Wednesday, September 25, 2013

Reclaiming myself

It's been five months since Mali joined our family and I'm beginning to think we are out of the worst of the weeds of adjustment for our family.

How do I know that?

Simple, I have an undeniable urge to be creative, more specifically, to write. To put words to my thoughts, to put a pen on to paper, to create.

Lately, I've been doing something crazy: revisiting that part of my creative self.

After the day is done
the toys are picked up
the tantrums are over
most little people are quiet in their beds,
I've done something brave:

I've tried to be a writer.

Most nights I fail miserably, in that I'm so tired that I can't create a coherent thought. Last night I did a five minute warm-up and that was the extent of the thinking my brain could handle.
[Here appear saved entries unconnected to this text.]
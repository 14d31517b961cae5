//! GreenPlan Store - Design storage adapters
//!
//! Adapters for the [`DesignStore`](greenplan_core::ports::DesignStore) port:
//! an in-memory store for tests and embedding, and a JSON file store that
//! keeps the latest result plus a history directory.

pub mod file;
pub mod memory;

pub use file::JsonFileStore;
pub use memory::MemoryDesignStore;

use greenplan_core::models::DesignOutcome;
use uuid::Uuid;

/// Id a stored outcome is filed under
///
/// Completed designs carry their own id; failures get a fresh one.
pub(crate) fn outcome_id(outcome: &DesignOutcome) -> Uuid {
    match outcome {
        DesignOutcome::Completed(result) => result.meta_info.id,
        DesignOutcome::Failed(_) => Uuid::new_v4(),
    }
}
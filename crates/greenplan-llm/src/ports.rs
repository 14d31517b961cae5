//! LLM port definitions

use greenplan_core::error::Result;

/// Port for text generation
pub trait Generator: Send + Sync {
    /// Generate text based on a prompt and optional context
    ///
    /// # Arguments
    /// * `prompt` - The generation prompt
    /// * `context` - Optional context strings to ground the generation
    ///
    /// # Returns
    /// Generated text string
    fn generate(&self, prompt: &str, context: &[&str]) -> Result<String>;
}

impl<G: Generator + ?Sized> Generator for &G {
    fn generate(&self, prompt: &str, context: &[&str]) -> Result<String> {
        (**self).generate(prompt, context)
    }
}

impl<G: Generator + ?Sized> Generator for Box<G> {
    fn generate(&self, prompt: &str, context: &[&str]) -> Result<String> {
        (**self).generate(prompt, context)
    }
}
But I tried. And that counts.

However, it's time to reclaim some balance in my life, where I am more than just the mother of a traumatised toddler, a homeschool mom, a stay-at-home mom. Because I am also a wife.

And I am a writer!!

To help start along the reclaiming journey, I get the wonderful privilege of attending the Maranatha Christian Writer's Conference in Muskegon, Michigan. (thanks Daddy!) Tonight I leave for 48 hours of writerly thinking, learning, crafting, and writing. I will hopefully make new friends, be bombarded by more ideas than possible to write on, and be encouraged to keep on.

It's a scary step--it feels safer to stay in my crazy world than it is to venture out into the world of thinking adults.

But I'm doing it.

My synopsis and samples are fresh off the printer. A clean copy of my completed manuscript is printing as we speak.

I ordered and received my new personal/business cards in the mail earlier this week.

I think I'm ready. Let's go!

Sunday, July 28, 2013

Struggling with Sovereignty

[Warning: for those of you who like easy answers or safe, comfortable thoughts, this post is not for you. You've been warned.]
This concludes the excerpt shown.